Türkiye'nin başkenti Ankara'da son zamanlarda gençler arasında akran şiddeti vakalarında belirgin bir artış gözlemleniyor. Okul ortamlarında, sosyal medyada ve günlük yaşamda yaşanan bu şiddet olayları, genç bireylerin psikolojik sağlığı ve sosyal ilişkileri üzerinde olumsuz etkiler yaratmaya başladı. Akran zorbalığı olarak da bilinen bu durum, sadece mağdurlar değil, aynı zamanda failler ve tanıklar üzerinde de uzun vadeli zararlar bırakan önemli bir sosyal mesele haline gelmiştir.
Akran şiddetinin artışında birçok faktör rol oynamaktadır. Öncelikle, modern yaşamın getirileri arasında yer alan sosyal medya kullanımı, gençler arasında iletişim biçimlerini değiştirmiştir. Gençler, yüz yüze iletişimden çok sanal ortamda etkileşime geçmeye başladıkça, bu durum kişiler arası çatışmaları artırmakta ve sosyal becerilerin zayıflamasına yol açmaktadır. Özellikle sosyal medyada yaşanan olumsuz etkileşimler, akranlar arasında güvensizlik ve düşmanlık duygularını pekiştirebiliyor.
Bir diğer önemli etken ise aile ve çevre koşullarıdır. Aile içindeki şiddet, iletişimsizlik ve olumsuz davranış biçimleri, çocukların akranlarına karşı da benzer tutumlar geliştirmesine neden olabilir.
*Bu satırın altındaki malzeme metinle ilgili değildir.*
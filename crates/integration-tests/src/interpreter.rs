//! # Interpreter Host Loop
//!
//! Drives suspendable computations against an in-memory ledger host, the
//! way the engine's call sites do: the computation pauses at contract,
//! package, key and visibility requests; the host answers from its stores.

use std::collections::{BTreeSet, HashMap};

use lc_02_continuations::{
    run, EngineError, KeyVisibilityCheck, LedgerResolvers, Outcome, VisibleByKey,
};
use shared_types::{
    ContractId, ContractInstance, GlobalKeyWithMaintainers, Package, PackageId, Party,
};

/// In-memory ledger host: contract, package and key stores plus the
/// submitter's visibility predicate.
#[derive(Default)]
pub struct InMemoryHost {
    contracts: HashMap<ContractId, ContractInstance>,
    packages: HashMap<PackageId, Package>,
    keys: HashMap<GlobalKeyWithMaintainers, ContractId>,
    visibility: Option<KeyVisibilityCheck>,
}

impl InMemoryHost {
    /// Empty host; populate with the `insert_*` methods.
    pub fn new() -> Self {
        Self::default()
    }

    /// Stores an active contract.
    pub fn insert_contract(&mut self, id: ContractId, instance: ContractInstance) {
        self.contracts.insert(id, instance);
    }

    /// Loads a package.
    pub fn insert_package(&mut self, id: PackageId, package: Package) {
        self.packages.insert(id, package);
    }

    /// Indexes an active contract under its key.
    pub fn insert_key(&mut self, key: GlobalKeyWithMaintainers, id: ContractId) {
        self.keys.insert(key, id);
    }

    /// Sets the submitter whose visibility governs key lookups.
    pub fn set_submitters(&mut self, act_as: BTreeSet<Party>, read_as: BTreeSet<Party>) {
        self.visibility = Some(KeyVisibilityCheck::from_submitters(act_as, read_as));
    }
}

impl LedgerResolvers for InMemoryHost {
    fn contract(&self, id: &ContractId) -> Option<ContractInstance> {
        self.contracts.get(id).cloned()
    }

    fn package(&self, id: &PackageId) -> Option<Package> {
        self.packages.get(id).cloned()
    }

    fn contract_id_by_key(&self, key: &GlobalKeyWithMaintainers) -> Option<ContractId> {
        self.keys.get(key).cloned()
    }

    fn local_key_visible(&self, stakeholders: &BTreeSet<Party>) -> VisibleByKey {
        match &self.visibility {
            Some(check) => check.check(stakeholders),
            None => VisibleByKey::NotVisible {
                act_as: BTreeSet::new(),
                read_as: BTreeSet::new(),
            },
        }
    }
}

/// The engine-side shape of a key exercise: resolve the key, check the
/// submitter may see the contract, fetch it, and summarize it using its
/// package metadata.
pub fn exercise_by_key(
    key: GlobalKeyWithMaintainers,
    package_id: PackageId,
) -> Outcome<String> {
    Outcome::need_key(key, move |found| match found {
        None => Outcome::Failed(EngineError::Interpretation(
            lc_02_continuations::InterpretationError::Generic("no contract for key".to_string()),
        )),
        Some(contract_id) => Outcome::need_contract(contract_id, move |instance| {
            let stakeholders = instance.stakeholders.clone();
            Outcome::need_local_key_visible(stakeholders, move |verdict| match verdict {
                VisibleByKey::NotVisible { .. } => Outcome::Failed(EngineError::Interpretation(
                    lc_02_continuations::InterpretationError::Generic(
                        "key lookup not visible to submitter".to_string(),
                    ),
                )),
                VisibleByKey::Visible => Outcome::need_package(package_id, move |package| {
                    Outcome::Done(format!("{} ({})", instance.template_id, package.name))
                }),
            })
        }),
    })
}

#[cfg(test)]
mod tests {
    use super::*;
    use lc_02_continuations::InterpretationError;

    fn parties(names: &[&str]) -> BTreeSet<Party> {
        names.iter().map(|n| Party::new(*n)).collect()
    }

    fn iou_key() -> GlobalKeyWithMaintainers {
        GlobalKeyWithMaintainers::new("Iou:Iou", vec![0x01, 0x02], parties(&["issuer"]))
    }

    fn populated_host() -> InMemoryHost {
        let mut host = InMemoryHost::new();
        let cid = ContractId::new("#42:0");
        host.insert_key(iou_key(), cid.clone());
        host.insert_contract(
            cid,
            ContractInstance {
                template_id: "Iou:Iou".to_string(),
                argument: vec![0xCA, 0xFE],
                signatories: parties(&["issuer"]),
                stakeholders: parties(&["issuer", "owner"]),
            },
        );
        host.insert_package(
            PackageId::new("pkg-iou"),
            Package::new("iou-model", "2.1.0"),
        );
        host.set_submitters(parties(&["owner"]), BTreeSet::new());
        host
    }

    #[test]
    fn test_exercise_by_key_completes_against_the_host() {
        let host = populated_host();
        let result = run(
            exercise_by_key(iou_key(), PackageId::new("pkg-iou")),
            &host,
        );
        assert_eq!(result, Ok("Iou:Iou (iou-model)".to_string()));
    }

    #[test]
    fn test_invisible_submitter_is_rejected_before_package_lookup() {
        let mut host = populated_host();
        host.set_submitters(parties(&["stranger"]), BTreeSet::new());

        // The package id is bogus on purpose: the visibility failure must
        // surface first, proving the package request is never issued.
        let result = run(
            exercise_by_key(iou_key(), PackageId::new("never-resolved")),
            &host,
        );
        assert_eq!(
            result,
            Err(EngineError::Interpretation(InterpretationError::Generic(
                "key lookup not visible to submitter".to_string()
            )))
        );
    }

    #[test]
    fn test_dangling_key_surfaces_contract_not_found() {
        let mut host = populated_host();
        // The key still resolves, but the contract was archived meanwhile.
        host.contracts.clear();

        let result = run(
            exercise_by_key(iou_key(), PackageId::new("pkg-iou")),
            &host,
        );
        assert_eq!(
            result,
            Err(EngineError::Interpretation(
                InterpretationError::ContractNotFound(ContractId::new("#42:0"))
            ))
        );
    }

    #[test]
    fn test_sequence_of_exercises_preserves_order_and_short_circuits() {
        let host = populated_host();

        let batch = Outcome::sequence(vec![
            exercise_by_key(iou_key(), PackageId::new("pkg-iou")),
            exercise_by_key(iou_key(), PackageId::new("pkg-iou")),
        ]);
        let result = run(batch, &host);
        assert_eq!(
            result,
            Ok(vec![
                "Iou:Iou (iou-model)".to_string(),
                "Iou:Iou (iou-model)".to_string(),
            ])
        );

        // A missing package in the middle fails the whole batch.
        let batch = Outcome::sequence(vec![
            exercise_by_key(iou_key(), PackageId::new("pkg-iou")),
            exercise_by_key(iou_key(), PackageId::new("absent")),
            exercise_by_key(iou_key(), PackageId::new("pkg-iou")),
        ]);
        let result = run(batch, &host);
        assert_eq!(
            result,
            Err(EngineError::Interpretation(InterpretationError::Generic(
                "Couldn't find package absent".to_string()
            )))
        );
    }
}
Çocuklar, eve ait olumsuz alışkanlıkları dış dünyaya yansıtarak, okuldaki arkadaşları arasında da bu tür davranışlar sergileyebiliyor. Okul ortamında eksik olan sosyal destek sistemleri ve öğretmenlerin bu tarz durumlara yeterince müdahale edememesi de akran şiddetini artıran faktörler arasında yer almaktadır.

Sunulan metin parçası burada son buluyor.